Starting today, 290 of the nation’s Catholic bishops will meet at the Capitol Hyatt for their yearly business meeting and to tie up loose ends on the massive sexual-abuse crisis that has shaken the U.S. Catholic Church to its core in the past two years.

Although it’s been less than a year since the church revealed that there were 10,667 cases of abuse committed by 4,392 priests in a 50-year period, the message at the meeting will be that the crisis is under control.

But it’s far from over, says a local Catholic priest who says the true source of the crisis is a priesthood that is “honeycombed” with homosexual clerics, especially in the Diocese of Arlington.

However, attempts by the Rev. James Haley, 48, to persuade his bishop of the problem have backfired. After hearing from the priest about numerous instances of homosexual activity among diocesan clergy, Arlington Bishop Paul Loverde ordered the priest silenced Oct. 23, 2001. This “precept of silence” — usually only employed during church trial proceedings — is rarely used to silence a whistleblower.

Thus, in the past three years, Father Haley’s case, which also involves accusations of sexual misconduct against him, has become a cause celebre among many Catholics in the Diocese of Arlington.

It’s also attracted the attention of the Vatican, which summoned him to appear before an ecclesiastical court in March. Church officials held two more hearings on the matter this summer and last week scheduled a fourth hearing in conjunction with the bishops’ meeting. Less than 24 hours later, after the priest, now living several states away, had bought nonrefundable plane tickets to Washington, the meeting was canceled suddenly.

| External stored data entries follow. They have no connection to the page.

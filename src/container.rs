//! Singleton dependency-injection container.
//!
//! Every injectable type declares an explicit, ordered list of the types it
//! depends on ([`Injectable::dependencies`]) and a constructor that receives
//! them in that order ([`Injectable::construct`]). The container builds each
//! type at most once and hands out the cached `Arc` afterwards.
//!
//! Resolution happens in two phases:
//!
//! 1. **Plan** - walk the declared graph depth-first, left to right. A type
//!    that was never registered fails with [`ErrorKind::NotInjectable`], a
//!    cycle fails with [`ErrorKind::CyclicDependency`]. Nothing has been
//!    constructed at this point.
//! 2. **Build** - run the constructors in post-order so every dependency
//!    exists before its dependents, caching each instance.
//!
//! [`ErrorKind::NotInjectable`]: crate::ErrorKind::NotInjectable
//! [`ErrorKind::CyclicDependency`]: crate::ErrorKind::CyclicDependency
//!
//! # Example
//!
//! ```rust
//! use axum_controllers::{Container, Dependencies, Dependency, Injectable, Result};
//! use std::sync::Arc;
//!
//! struct UserRepository;
//!
//! impl Injectable for UserRepository {
//!     fn construct(_: &mut Dependencies) -> Result<Self> {
//!         Ok(UserRepository)
//!     }
//! }
//!
//! struct AuthService {
//!     users: Arc<UserRepository>,
//! }
//!
//! impl Injectable for AuthService {
//!     fn dependencies() -> Vec<Dependency> {
//!         vec![Dependency::of::<UserRepository>()]
//!     }
//!
//!     fn construct(deps: &mut Dependencies) -> Result<Self> {
//!         Ok(AuthService { users: deps.next()? })
//!     }
//! }
//!
//! let container = Container::new();
//! container.register::<UserRepository>();
//! container.register::<AuthService>();
//!
//! let a = container.resolve::<AuthService>().unwrap();
//! let b = container.resolve::<AuthService>().unwrap();
//! assert!(Arc::ptr_eq(&a, &b));
//! ```

use {
    crate::{Error, Result},
    parking_lot::{Mutex, RwLock},
    std::{
        any::{Any, TypeId, type_name},
        collections::{HashMap, HashSet},
        fmt,
        sync::Arc,
    },
};

/// Type-erased singleton instance as stored in the container.
pub type Instance = Arc<dyn Any + Send + Sync>;

type Constructor = Arc<dyn Fn(&mut Dependencies) -> Result<Instance> + Send + Sync>;

/// Token identifying an injectable type.
#[derive(Clone, Copy)]
pub struct Dependency {
    type_id: TypeId,
    type_name: &'static str,
}

impl Dependency {
    /// Creates the token for `T`.
    pub fn of<T: Any>() -> Self {
        Self {
            type_id: TypeId::of::<T>(),
            type_name: type_name::<T>(),
        }
    }

    pub fn type_id(&self) -> TypeId {
        self.type_id
    }

    pub fn type_name(&self) -> &'static str {
        self.type_name
    }
}

impl fmt::Debug for Dependency {
    fn fmt(&self, f: &mut fmt::Formatter<'_>) -> fmt::Result {
        f.write_str(self.type_name)
    }
}

impl PartialEq for Dependency {
    fn eq(&self, other: &Self) -> bool {
        self.type_id == other.type_id
    }
}

impl Eq for Dependency {}

/// A type the container knows how to build.
pub trait Injectable: Any + Send + Sync + Sized {
    /// Types to inject into [`Injectable::construct`], in argument order.
    fn dependencies() -> Vec<Dependency> {
        Vec::new()
    }

    /// Builds the instance. Pull dependencies with [`Dependencies::next`] in
    /// the same order they were declared.
    fn construct(deps: &mut Dependencies) -> Result<Self>;
}

/// Resolved dependencies handed to a constructor, in declared order.
pub struct Dependencies {
    owner: &'static str,
    resolved: std::vec::IntoIter<(Dependency, Instance)>,
}

impl Dependencies {
    /// Takes the next declared dependency.
    ///
    /// Fails when the constructor asks for more dependencies than it declared
    /// or for a different type than the one declared at this position.
    pub fn next<T: Any + Send + Sync>(&mut self) -> Result<Arc<T>> {
        let (dependency, instance) = self.resolved.next().ok_or_else(|| {
            Error::internal(format!(
                "{} requested {} but declared no further dependencies",
                self.owner,
                type_name::<T>()
            ))
        })?;

        instance.downcast::<T>().map_err(|_| {
            Error::internal(format!(
                "{} requested {} where {} was declared",
                self.owner,
                type_name::<T>(),
                dependency.type_name
            ))
        })
    }

    /// Number of declared dependencies not taken yet.
    pub fn remaining(&self) -> usize {
        self.resolved.len()
    }
}

struct Provider {
    dependencies: Vec<Dependency>,
    constructor: Constructor,
}

/// Singleton container. One instance per registered type for the lifetime of
/// the container.
///
/// Instances are shared, unsynchronized, across every request that reaches
/// them. Types that hold mutable state must bring their own interior
/// mutability.
#[derive(Default)]
pub struct Container {
    providers: RwLock<HashMap<TypeId, Provider>>,
    singletons: RwLock<HashMap<TypeId, Instance>>,
    building: Mutex<()>,
}

impl Container {
    pub fn new() -> Self {
        Self::default()
    }

    /// Marks `T` as injectable, recording its dependency list and constructor.
    ///
    /// Registering the same type again replaces its provider; an instance that
    /// was already built stays cached.
    pub fn register<T: Injectable>(&self) -> &Self {
        let dependencies = T::dependencies();
        tracing::debug!(
            "Registered injectable {} with dependencies {:?}",
            type_name::<T>(),
            dependencies
        );

        let constructor: Constructor = Arc::new(|deps: &mut Dependencies| {
            let instance: Instance = Arc::new(T::construct(deps)?);
            Ok(instance)
        });

        self.providers.write().insert(
            TypeId::of::<T>(),
            Provider {
                dependencies,
                constructor,
            },
        );
        self
    }

    /// Seeds the container with an already built singleton.
    pub fn register_instance<T: Any + Send + Sync>(&self, instance: T) -> &Self {
        tracing::debug!("Registered instance of {}", type_name::<T>());
        self.singletons
            .write()
            .insert(TypeId::of::<T>(), Arc::new(instance));
        self
    }

    /// Returns true if `T` can be resolved by this container.
    pub fn contains<T: Any>(&self) -> bool {
        let id = TypeId::of::<T>();
        self.singletons.read().contains_key(&id) || self.providers.read().contains_key(&id)
    }

    /// Returns true if an instance of `T` has already been built or seeded.
    pub fn is_resolved<T: Any>(&self) -> bool {
        self.singletons.read().contains_key(&TypeId::of::<T>())
    }

    /// Resolves `T`, building it and its dependencies on first access.
    pub fn resolve<T: Any + Send + Sync>(&self) -> Result<Arc<T>> {
        let instance = self.resolve_erased(&Dependency::of::<T>())?;
        instance.downcast::<T>().map_err(|_| {
            Error::internal(format!(
                "Cached instance does not match requested type {}",
                type_name::<T>()
            ))
        })
    }

    /// Resolves the type identified by `target` without knowing it statically.
    pub fn resolve_erased(&self, target: &Dependency) -> Result<Instance> {
        if let Some(instance) = self.cached(target) {
            return Ok(instance);
        }

        let _building = self.building.lock();

        // Another caller may have finished building while we waited.
        if let Some(instance) = self.cached(target) {
            return Ok(instance);
        }

        let order = self.plan(target)?;
        for step in &order {
            self.build(step)?;
        }

        self.cached(target).ok_or_else(|| {
            Error::internal(format!("{} was planned but not built", target.type_name))
        })
    }

    fn cached(&self, target: &Dependency) -> Option<Instance> {
        self.singletons.read().get(&target.type_id).cloned()
    }

    /// Computes the construction order for `target`: every type not yet
    /// cached, dependencies before dependents, left to right.
    fn plan(&self, target: &Dependency) -> Result<Vec<Dependency>> {
        let providers = self.providers.read();
        let singletons = self.singletons.read();

        let mut walk = PlanWalk {
            providers: &providers,
            singletons: &singletons,
            path: Vec::new(),
            planned: HashSet::new(),
            order: Vec::new(),
        };
        walk.visit(target)?;
        Ok(walk.order)
    }

    fn build(&self, step: &Dependency) -> Result<()> {
        let (dependencies, constructor) = {
            let providers = self.providers.read();
            let provider = providers
                .get(&step.type_id)
                .ok_or_else(|| Error::not_injectable(step.type_name))?;
            (provider.dependencies.clone(), Arc::clone(&provider.constructor))
        };

        let resolved = {
            let singletons = self.singletons.read();
            dependencies
                .into_iter()
                .map(|dependency| {
                    singletons
                        .get(&dependency.type_id)
                        .cloned()
                        .map(|instance| (dependency, instance))
                        .ok_or_else(|| {
                            Error::internal(format!(
                                "{} was not built before {}",
                                dependency.type_name, step.type_name
                            ))
                        })
                })
                .collect::<Result<Vec<_>>>()?
        };

        let mut deps = Dependencies {
            owner: step.type_name,
            resolved: resolved.into_iter(),
        };

        // Constructors are user code; no lock on the cache is held here.
        let instance = constructor(&mut deps)?;
        if deps.remaining() > 0 {
            tracing::warn!(
                "{} left {} declared dependencies unused",
                step.type_name,
                deps.remaining()
            );
        }

        tracing::debug!("Constructed singleton {}", step.type_name);
        self.singletons.write().insert(step.type_id, instance);
        Ok(())
    }
}

impl fmt::Debug for Container {
    fn fmt(&self, f: &mut fmt::Formatter<'_>) -> fmt::Result {
        f.debug_struct("Container")
            .field("providers", &self.providers.read().len())
            .field("singletons", &self.singletons.read().len())
            .finish()
    }
}

struct PlanWalk<'a> {
    providers: &'a HashMap<TypeId, Provider>,
    singletons: &'a HashMap<TypeId, Instance>,
    path: Vec<Dependency>,
    planned: HashSet<TypeId>,
    order: Vec<Dependency>,
}

impl PlanWalk<'_> {
    fn visit(&mut self, target: &Dependency) -> Result<()> {
        if self.singletons.contains_key(&target.type_id) || self.planned.contains(&target.type_id)
        {
            return Ok(());
        }

        if let Some(start) = self.path.iter().position(|d| d == target) {
            let mut cycle: Vec<&str> = self.path[start..].iter().map(|d| d.type_name).collect();
            cycle.push(target.type_name);
            return Err(Error::cyclic_dependency(&cycle));
        }

        let provider = self
            .providers
            .get(&target.type_id)
            .ok_or_else(|| Error::not_injectable(target.type_name))?;

        self.path.push(*target);
        for dependency in &provider.dependencies {
            self.visit(dependency)?;
        }
        self.path.pop();

        self.planned.insert(target.type_id);
        self.order.push(*target);
        Ok(())
    }
}
use {
    crate::{Error, Result},
    http::{HeaderName, HeaderValue, Method},
    serde::Deserialize,
    std::{str::FromStr, time::Duration},
    tower_http::cors::{Any, CorsLayer},
};

/// Cross-origin settings.
///
/// Without a `[http.cors]` section every origin is allowed, the way a bare
/// `cors()` middleware behaves. Lists left unset fall back to wildcards unless
/// credentials are allowed, in which case nothing is implied.
///
/// ```toml
/// [http.cors]
/// allow_credentials = true
/// allowed_origins = ["https://app.example.com"]
/// allowed_methods = ["GET", "POST"]
/// allowed_headers = ["content-type", "authorization"]
/// exposed_headers = ["x-request-id"]
/// max_age = "1h"
/// ```
#[derive(Debug, Clone, Deserialize, Default)]
pub struct HttpCorsConfig {
    pub allow_credentials: Option<bool>,
    pub allowed_origins: Option<Vec<String>>,
    pub allowed_methods: Option<Vec<CorsMethod>>,
    pub allowed_headers: Option<Vec<CorsHeader>>,
    pub exposed_headers: Option<Vec<CorsHeader>>,
    #[serde(default, with = "humantime_serde")]
    pub max_age: Option<Duration>,
}

impl HttpCorsConfig {
    pub fn with_allow_credentials(mut self) -> Self {
        self.allow_credentials = Some(true);
        self
    }

    pub fn with_allowed_origins(mut self, origins: Vec<String>) -> Self {
        self.allowed_origins = Some(origins);
        self
    }

    pub fn with_allowed_methods(mut self, methods: Vec<CorsMethod>) -> Self {
        self.allowed_methods = Some(methods);
        self
    }

    pub fn with_allowed_headers(mut self, headers: Vec<CorsHeader>) -> Self {
        self.allowed_headers = Some(headers);
        self
    }

    pub fn with_exposed_headers(mut self, headers: Vec<CorsHeader>) -> Self {
        self.exposed_headers = Some(headers);
        self
    }

    pub fn with_max_age(mut self, max_age: Duration) -> Self {
        self.max_age = Some(max_age);
        self
    }

    fn credentials(&self) -> bool {
        self.allow_credentials.unwrap_or(false)
    }

    pub fn validate(&self) -> Result<()> {
        if let Some(origins) = &self.allowed_origins {
            for origin in origins {
                if origin == "*" {
                    if self.credentials() {
                        return Err(Error::invalid_input(
                            "CORS allowed_origins cannot contain \"*\" when allow_credentials = true",
                        ));
                    }
                    continue;
                }
                HeaderValue::from_str(origin).map_err(|_| {
                    Error::invalid_input(format!("CORS origin {origin:?} is not a valid header value"))
                })?;
            }
        } else if self.credentials() {
            return Err(Error::invalid_input(
                "CORS allow_credentials = true requires an explicit allowed_origins list",
            ));
        }
        Ok(())
    }

    /// Builds the tower-http layer for these settings.
    pub(crate) fn layer(&self) -> CorsLayer {
        let credentials = self.credentials();
        let mut cors = CorsLayer::new();

        match &self.allowed_origins {
            Some(origins) if origins.iter().any(|o| o == "*") => cors = cors.allow_origin(Any),
            Some(origins) => {
                let origins: Vec<HeaderValue> = origins
                    .iter()
                    .filter_map(|o| HeaderValue::from_str(o).ok())
                    .collect();
                cors = cors.allow_origin(origins);
            }
            None if !credentials => cors = cors.allow_origin(Any),
            None => {}
        }

        match &self.allowed_methods {
            Some(methods) => {
                cors = cors.allow_methods(methods.iter().map(|m| m.0.clone()).collect::<Vec<_>>())
            }
            None if !credentials => cors = cors.allow_methods(Any),
            None => {}
        }

        match &self.allowed_headers {
            Some(headers) => {
                cors = cors.allow_headers(headers.iter().map(|h| h.0.clone()).collect::<Vec<_>>())
            }
            None if !credentials => cors = cors.allow_headers(Any),
            None => {}
        }

        if let Some(headers) = &self.exposed_headers {
            cors = cors.expose_headers(headers.iter().map(|h| h.0.clone()).collect::<Vec<_>>());
        }
        if let Some(max_age) = self.max_age {
            cors = cors.max_age(max_age);
        }
        if credentials {
            cors = cors.allow_credentials(true);
        }
        cors
    }
}

/// An HTTP method parsed from its name.
#[derive(Debug, Clone)]
pub struct CorsMethod(pub Method);

impl<'de> Deserialize<'de> for CorsMethod {
    fn deserialize<D>(deserializer: D) -> std::result::Result<Self, D::Error>
    where
        D: serde::Deserializer<'de>,
    {
        let s = String::deserialize(deserializer)?;
        Method::from_str(&s.to_uppercase())
            .map(CorsMethod)
            .map_err(serde::de::Error::custom)
    }
}

/// A header name parsed from a string.
#[derive(Debug, Clone)]
pub struct CorsHeader(pub HeaderName);

impl<'de> Deserialize<'de> for CorsHeader {
    fn deserialize<D>(deserializer: D) -> std::result::Result<Self, D::Error>
    where
        D: serde::Deserializer<'de>,
    {
        let s = String::deserialize(deserializer)?;
        HeaderName::from_str(&s)
            .map(CorsHeader)
            .map_err(serde::de::Error::custom)
    }
}
use {
    super::Invocation,
    crate::{Error, Result, container::Instance},
    futures_util::{FutureExt, future::BoxFuture},
    serde::Serialize,
    serde_json::Value,
    std::{any::Any, fmt, future::Future, sync::Arc},
};

/// What a handler produced.
#[derive(Debug, Clone, PartialEq)]
pub enum Reply {
    /// The handler sent its own response, or wants none beyond the current
    /// status and headers.
    NoResponse,
    /// Serialize this value as the JSON response body, unless a response was
    /// already sent.
    Json(Value),
}

impl Reply {
    /// Serializes `value` into a [`Reply::Json`].
    pub fn json<T: Serialize>(value: &T) -> Result<Self> {
        Ok(Self::Json(serde_json::to_value(value)?))
    }
}

impl From<Value> for Reply {
    fn from(value: Value) -> Self {
        Self::Json(value)
    }
}

type HandlerFn = dyn Fn(Instance, Invocation) -> BoxFuture<'static, Result<Reply>> + Send + Sync;

/// A controller method with its controller type erased.
#[derive(Clone)]
pub struct Handler(Arc<HandlerFn>);

impl Handler {
    /// Wraps a method of controller `C`.
    ///
    /// The instance passed to [`Handler::call`] must be a `C`; anything else
    /// yields an `Internal` error.
    pub fn new<C, F, Fut>(f: F) -> Self
    where
        C: Any + Send + Sync,
        F: Fn(Arc<C>, Invocation) -> Fut + Send + Sync + 'static,
        Fut: Future<Output = Result<Reply>> + Send + 'static,
    {
        Self(Arc::new(move |instance: Instance, invocation| {
            match instance.downcast::<C>() {
                Ok(controller) => f(controller, invocation).boxed(),
                Err(_) => futures_util::future::ready(Err(Error::internal(format!(
                    "Handler expected a {} instance",
                    std::any::type_name::<C>()
                ))))
                .boxed(),
            }
        }))
    }

    pub async fn call(&self, instance: Instance, invocation: Invocation) -> Result<Reply> {
        (self.0)(instance, invocation).await
    }
}

impl fmt::Debug for Handler {
    fn fmt(&self, f: &mut fmt::Formatter<'_>) -> fmt::Result {
        f.write_str("Handler")
    }
}
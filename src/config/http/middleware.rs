use serde::Deserialize;

/// Selects which global middleware layers are installed.
///
/// ```toml
/// [http]
/// exclude = ["timeout", "logging"]
/// ```
#[derive(Debug, Clone, Deserialize)]
#[serde(rename_all = "lowercase")]
pub enum HttpMiddlewareConfig {
    Include(Vec<HttpMiddleware>),
    Exclude(Vec<HttpMiddleware>),
}

impl HttpMiddlewareConfig {
    pub fn is_enabled(&self, middleware: HttpMiddleware) -> bool {
        match self {
            HttpMiddlewareConfig::Include(list) => list.contains(&middleware),
            HttpMiddlewareConfig::Exclude(list) => !list.contains(&middleware),
        }
    }
}

#[derive(Debug, Clone, Copy, Deserialize, PartialEq, Eq)]
#[serde(rename_all = "kebab-case")]
pub enum HttpMiddleware {
    BodyLimit,
    Cors,
    Logging,
    Timeout,
    RequestId,
    Liveness,
    CatchPanic,
}

#[cfg(test)]
mod tests {
    use super::*;

    #[test]
    fn test_is_enabled_include() {
        let config = HttpMiddlewareConfig::Include(vec![HttpMiddleware::Logging]);
        assert!(config.is_enabled(HttpMiddleware::Logging));
        assert!(!config.is_enabled(HttpMiddleware::Cors));
    }

    #[test]
    fn test_is_enabled_exclude() {
        let config = HttpMiddlewareConfig::Exclude(vec![HttpMiddleware::CatchPanic]);
        assert!(!config.is_enabled(HttpMiddleware::CatchPanic));
        assert!(config.is_enabled(HttpMiddleware::RequestId));
    }

    #[test]
    fn test_middleware_names_are_kebab_case() {
        #[derive(Deserialize)]
        struct Names {
            names: Vec<HttpMiddleware>,
        }
        let parsed: Names =
            toml::from_str(r#"names = ["body-limit", "request-id", "catch-panic"]"#).unwrap();
        assert_eq!(
            parsed.names,
            vec![
                HttpMiddleware::BodyLimit,
                HttpMiddleware::RequestId,
                HttpMiddleware::CatchPanic
            ]
        );
    }
}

Father Haley says his only crime is his insistence that homosexual priests, not solely pedophiles, are at the root of the sexual-abuse crisis. The Catholic priesthood is demoralized, he says, by groups of homosexual clerics who control who gets admitted to seminary, which men get nominated for bishop and which priests get the plum parishes.

Based on his 17 years in the priesthood, he estimates that 60 percent of the Diocese of Arlington’s 127 diocesan priests are homosexuals, which is high compared with national estimates of 30 percent to 50 percent from other authorities on the priesthood.

As his prospects of returning to life as a parish priest dwindle, he has amassed reams of tapes, videos, photographs, e-mail messages and 1,200 pages of documents for a tell-all book on homosexuality and the priesthood.

“I am astounded the bishops will protect these guys, promote them, even make them bishops,” he says. “This is a huge moral issue, and if the bishops aren’t clear on this, the pope needs to rule on it.

“People will say there’s nothing wrong with homosexual priests as long as they are celibate. Well, that is a totally naive statement and totally wrong.”

Backlash

Father Haley, who is living on a $1,700 a month stipend from the Arlington Diocese and relies on his motorcycle for transport, says his troubles began after several confrontations with his bishop over the priest’s charges that homosexuals were indulged by the diocese.

Bishop Loverde, in turn, has leveled several charges at the priest, ranging from sexual misconduct to talking with the press. He has turned the case over to the Vatican’s Congregation for the Doctrine of the Faith, overseen by Cardinal Joseph Ratzinger.

The cardinal asked Bishop Thomas G. Doran of Rockford, Ill., to preside at an ecclesiastical court, which has met in three closed sessions this year. Once the case is wrapped up, it will be forwarded to the Vatican for judgment.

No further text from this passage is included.